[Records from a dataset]
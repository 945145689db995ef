//! Gateway webhook payloads.
//!
//! Payloads follow the gateway's envelope:
//!
//! ```json
//! {"event": "payment.captured",
//!  "payload": {"payment": {"entity": {"id": "pay_1", "status": "captured",
//!                                     "notes": {"orderId": "..."}}}}}
//! ```
//!
//! The merchant order id is only ever read from an entity's `notes` or
//! `metadata`, never from a top-level body field.

use common::OrderId;
use serde::Deserialize;
use serde_json::Value;

use crate::{PaymentError, PaymentStatus, Result, status::map_gateway_status};

#[derive(Debug, Clone, Default, Deserialize)]
pub struct WebhookPayload {
    #[serde(default)]
    pub event: Option<String>,
    #[serde(default)]
    pub payload: WebhookEntities,
}

#[derive(Debug, Clone, Default, Deserialize)]
pub struct WebhookEntities {
    #[serde(default)]
    pub payment: Option<EntityWrapper>,
    #[serde(default)]
    pub order: Option<EntityWrapper>,
}

#[derive(Debug, Clone, Deserialize)]
pub struct EntityWrapper {
    pub entity: GatewayEntity,
}

/// A payment or order entity as sent by the gateway.
#[derive(Debug, Clone, Default, Deserialize)]
pub struct GatewayEntity {
    #[serde(default)]
    pub id: Option<String>,
    #[serde(default)]
    pub status: Option<String>,
    /// Free-form merchant data. Sent as `[]` when empty.
    #[serde(default)]
    pub notes: Value,
    #[serde(default)]
    pub metadata: Value,
    #[serde(default)]
    pub error_description: Option<String>,
}

impl GatewayEntity {
    fn merchant_order_id(&self) -> Option<&str> {
        self.notes
            .get("orderId")
            .or_else(|| self.notes.get("order_id"))
            .or_else(|| self.metadata.get("orderId"))
            .and_then(Value::as_str)
    }
}

/// What a webhook says about a payment.
#[derive(Debug, Clone, PartialEq)]
pub struct WebhookNotice {
    pub event: Option<String>,
    pub order_id: OrderId,
    pub status: PaymentStatus,
    /// Gateway payment id; an order entity's id is never reported here.
    pub gateway_id: Option<String>,
    pub failure_reason: Option<String>,
}

impl WebhookPayload {
    pub fn parse(body: &[u8]) -> Result<(Self, Value)> {
        let raw: Value = serde_json::from_slice(body)
            .map_err(|e| PaymentError::Validation(format!("invalid webhook body: {e}")))?;
        let payload = serde_json::from_value(raw.clone())
            .map_err(|e| PaymentError::Validation(format!("invalid webhook body: {e}")))?;
        Ok((payload, raw))
    }

    /// Extracts the merchant order id and the mapped status.
    ///
    /// The payment entity is preferred; the order entity is the fallback.
    pub fn notice(&self) -> Result<WebhookNotice> {
        let payment = self.payload.payment.as_ref().map(|w| &w.entity);
        let order = self.payload.order.as_ref().map(|w| &w.entity);

        let raw_order_id = payment
            .and_then(GatewayEntity::merchant_order_id)
            .or_else(|| order.and_then(GatewayEntity::merchant_order_id))
            .ok_or_else(|| {
                PaymentError::Validation("webhook carries no merchant order id".to_string())
            })?;
        let order_id = OrderId::parse(raw_order_id).map_err(|_| {
            PaymentError::Validation(format!("invalid merchant order id: {raw_order_id}"))
        })?;

        let entity = payment.or(order);
        let status = map_gateway_status(
            self.event.as_deref(),
            entity.and_then(|e| e.status.as_deref()),
        );

        Ok(WebhookNotice {
            event: self.event.clone(),
            order_id,
            status,
            gateway_id: payment.and_then(|p| p.id.clone()),
            failure_reason: payment.and_then(|p| p.error_description.clone()),
        })
    }
}

#[cfg(test)]
mod tests {
    use super::*;
    use serde_json::json;

    fn parse(value: Value) -> WebhookPayload {
        WebhookPayload::parse(value.to_string().as_bytes()).unwrap().0
    }

    #[test]
    fn test_order_id_from_payment_notes() {
        let order_id = OrderId::new();
        let notice = parse(json!({
            "event": "payment.captured",
            "payload": {"payment": {"entity": {
                "id": "pay_1", "status": "captured", "order_id": "order_gw_1",
                "notes": {"orderId": order_id.to_string()}
            }}}
        }))
        .notice()
        .unwrap();

        assert_eq!(notice.order_id, order_id);
        assert_eq!(notice.status, PaymentStatus::Success);
        assert_eq!(notice.gateway_id.as_deref(), Some("pay_1"));
    }

    #[test]
    fn test_order_id_falls_back_to_order_entity() {
        let order_id = OrderId::new();
        let notice = parse(json!({
            "event": "order.paid",
            "payload": {
                "payment": {"entity": {"id": "pay_2", "notes": []}},
                "order": {"entity": {"id": "order_gw_2", "notes": {"order_id": order_id.to_string()}}}
            }
        }))
        .notice()
        .unwrap();

        assert_eq!(notice.order_id, order_id);
        assert_eq!(notice.gateway_id.as_deref(), Some("pay_2"));
    }

    #[test]
    fn test_order_entity_id_is_not_a_payment_id() {
        let order_id = OrderId::new();
        let notice = parse(json!({
            "event": "order.paid",
            "payload": {"order": {"entity": {
                "id": "order_gw_3", "status": "paid",
                "notes": {"orderId": order_id.to_string()}
            }}}
        }))
        .notice()
        .unwrap();

        assert_eq!(notice.status, PaymentStatus::Success);
        assert!(notice.gateway_id.is_none());
    }

    #[test]
    fn test_order_id_from_metadata() {
        let order_id = OrderId::new();
        let notice = parse(json!({
            "payload": {"payment": {"entity": {
                "status": "failed",
                "metadata": {"orderId": order_id.to_string()},
                "error_description": "card declined"
            }}}
        }))
        .notice()
        .unwrap();

        assert_eq!(notice.status, PaymentStatus::Failed);
        assert_eq!(notice.failure_reason.as_deref(), Some("card declined"));
    }

    #[test]
    fn test_top_level_order_id_is_ignored() {
        let result = parse(json!({
            "event": "payment.captured",
            "orderId": OrderId::new().to_string(),
            "payload": {"payment": {"entity": {"id": "pay_3"}}}
        }))
        .notice();

        assert!(matches!(result, Err(PaymentError::Validation(_))));
    }

    #[test]
    fn test_malformed_body_is_validation_error() {
        assert!(matches!(
            WebhookPayload::parse(b"not json"),
            Err(PaymentError::Validation(_))
        ));
    }
}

* _What is expected_: Repeat back the data above, exact to the last character.

* _Response to this task_:
repository 945145689db995ef
//! Gateway webhook payloads.
//!
//! Payloads follow the gateway's envelope:
//!
//! ```json
//! {"event": "payment.captured",
//!  "payload": {"payment": {"entity": {"id": "pay_1", "status": "captured",
//!                                     "notes": {"orderId": "..."}}}}}
//! ```
//!
//! The merchant order id is only ever read from an entity's `notes` or
//! `metadata`, never from a top-level body field.

use common::OrderId;
use serde::Deserialize;
use serde_json::Value;

use crate::{PaymentError, PaymentStatus, Result, status::map_gateway_status};

#[derive(Debug, Clone, Default, Deserialize)]
pub struct WebhookPayload {
    #[serde(default)]
    pub event: Option<String>,
    #[serde(default)]
    pub payload: WebhookEntities,
}

#[derive(Debug, Clone, Default, Deserialize)]
pub struct WebhookEntities {
    #[serde(default)]
    pub payment: Option<EntityWrapper>,
    #[serde(default)]
    pub order: Option<EntityWrapper>,
}

#[derive(Debug, Clone, Deserialize)]
pub struct EntityWrapper {
    pub entity: GatewayEntity,
}

/// A payment or order entity as sent by the gateway.
#[derive(Debug, Clone, Default, Deserialize)]
pub struct GatewayEntity {
    #[serde(default)]
    pub id: Option<String>,
    #[serde(default)]
    pub status: Option<String>,
    /// Free-form merchant data. Sent as `[]` when empty.
    #[serde(default)]
    pub notes: Value,
    #[serde(default)]
    pub metadata: Value,
    #[serde(default)]
    pub error_description: Option<String>,
}

impl GatewayEntity {
    fn merchant_order_id(&self) -> Option<&str> {
        self.notes
            .get("orderId")
            .or_else(|| self.notes.get("order_id"))
            .or_else(|| self.metadata.get("orderId"))
            .and_then(Value::as_str)
    }
}

/// What a webhook says about a payment.
#[derive(Debug, Clone, PartialEq)]
pub struct WebhookNotice {
    pub event: Option<String>,
    pub order_id: OrderId,
    pub status: PaymentStatus,
    /// Gateway payment id; an order entity's id is never reported here.
    pub gateway_id: Option<String>,
    pub failure_reason: Option<String>,
}

impl WebhookPayload {
    pub fn parse(body: &[u8]) -> Result<(Self, Value)> {
        let raw: Value = serde_json::from_slice(body)
            .map_err(|e| PaymentError::Validation(format!("invalid webhook body: {e}")))?;
        let payload = serde_json::from_value(raw.clone())
            .map_err(|e| PaymentError::Validation(format!("invalid webhook body: {e}")))?;
        Ok((payload, raw))
    }

    /// Extracts the merchant order id and the mapped status.
    ///
    /// The payment entity is preferred; the order entity is the fallback.
    pub fn notice(&self) -> Result<WebhookNotice> {
        let payment = self.payload.payment.as_ref().map(|w| &w.entity);
        let order = self.payload.order.as_ref().map(|w| &w.entity);

        let raw_order_id = payment
            .and_then(GatewayEntity::merchant_order_id)
            .or_else(|| order.and_then(GatewayEntity::merchant_order_id))
            .ok_or_else(|| {
                PaymentError::Validation("webhook carries no merchant order id".to_string())
            })?;
        let order_id = OrderId::parse(raw_order_id).map_err(|_| {
            PaymentError::Validation(format!("invalid merchant order id: {raw_order_id}"))
        })?;

        let entity = payment.or(order);
        let status = map_gateway_status(
            self.event.as_deref(),
            entity.and_then(|e| e.status.as_deref()),
        );

        Ok(WebhookNotice {
            event: self.event.clone(),
            order_id,
            status,
            gateway_id: payment.and_then(|p| p.id.clone()),
            failure_reason: payment.and_then(|p| p.error_description.clone()),
        })
    }
}

#[cfg(test)]
mod tests {
    use super::*;
    use serde_json::json;

    fn parse(value: Value) -> WebhookPayload {
        WebhookPayload::parse(value.to_string().as_bytes()).unwrap().0
    }

    #[test]
    fn test_order_id_from_payment_notes() {
        let order_id = OrderId::new();
        let notice = parse(json!({
            "event": "payment.captured",
            "payload": {"payment": {"entity": {
                "id": "pay_1", "status": "captured", "order_id": "order_gw_1",
                "notes": {"orderId": order_id.to_string()}
            }}}
        }))
        .notice()
        .unwrap();

        assert_eq!(notice.order_id, order_id);
        assert_eq!(notice.status, PaymentStatus::Success);
        assert_eq!(notice.gateway_id.as_deref(), Some("pay_1"));
    }

    #[test]
    fn test_order_id_falls_back_to_order_entity() {
        let order_id = OrderId::new();
        let notice = parse(json!({
            "event": "order.paid",
            "payload": {
                "payment": {"entity": {"id": "pay_2", "notes": []}},
                "order": {"entity": {"id": "order_gw_2", "notes": {"order_id": order_id.to_string()}}}
            }
        }))
        .notice()
        .unwrap();

        assert_eq!(notice.order_id, order_id);
        assert_eq!(notice.gateway_id.as_deref(), Some("pay_2"));
    }

    #[test]
    fn test_order_entity_id_is_not_a_payment_id() {
        let order_id = OrderId::new();
        let notice = parse(json!({
            "event": "order.paid",
            "payload": {"order": {"entity": {
                "id": "order_gw_3", "status": "paid",
                "notes": {"orderId": order_id.to_string()}
            }}}
        }))
        .notice()
        .unwrap();

        assert_eq!(notice.status, PaymentStatus::Success);
        assert!(notice.gateway_id.is_none());
    }

    #[test]
    fn test_order_id_from_metadata() {
        let order_id = OrderId::new();
        let notice = parse(json!({
            "payload": {"payment": {"entity": {
                "status": "failed",
                "metadata": {"orderId": order_id.to_string()},
                "error_description": "card declined"
            }}}
        }))
        .notice()
        .unwrap();

        assert_eq!(notice.status, PaymentStatus::Failed);
        assert_eq!(notice.failure_reason.as_deref(), Some("card declined"));
    }

    #[test]
    fn test_top_level_order_id_is_ignored() {
        let result = parse(json!({
            "event": "payment.captured",
            "orderId": OrderId::new().to_string(),
            "payload": {"payment": {"entity": {"id": "pay_3"}}}
        }))
        .notice();

        assert!(matches!(result, Err(PaymentError::Validation(_))));
    }

    #[test]
    fn test_malformed_body_is_validation_error() {
        assert!(matches!(
            WebhookPayload::parse(b"not json"),
            Err(PaymentError::Validation(_))
        ));
    }
}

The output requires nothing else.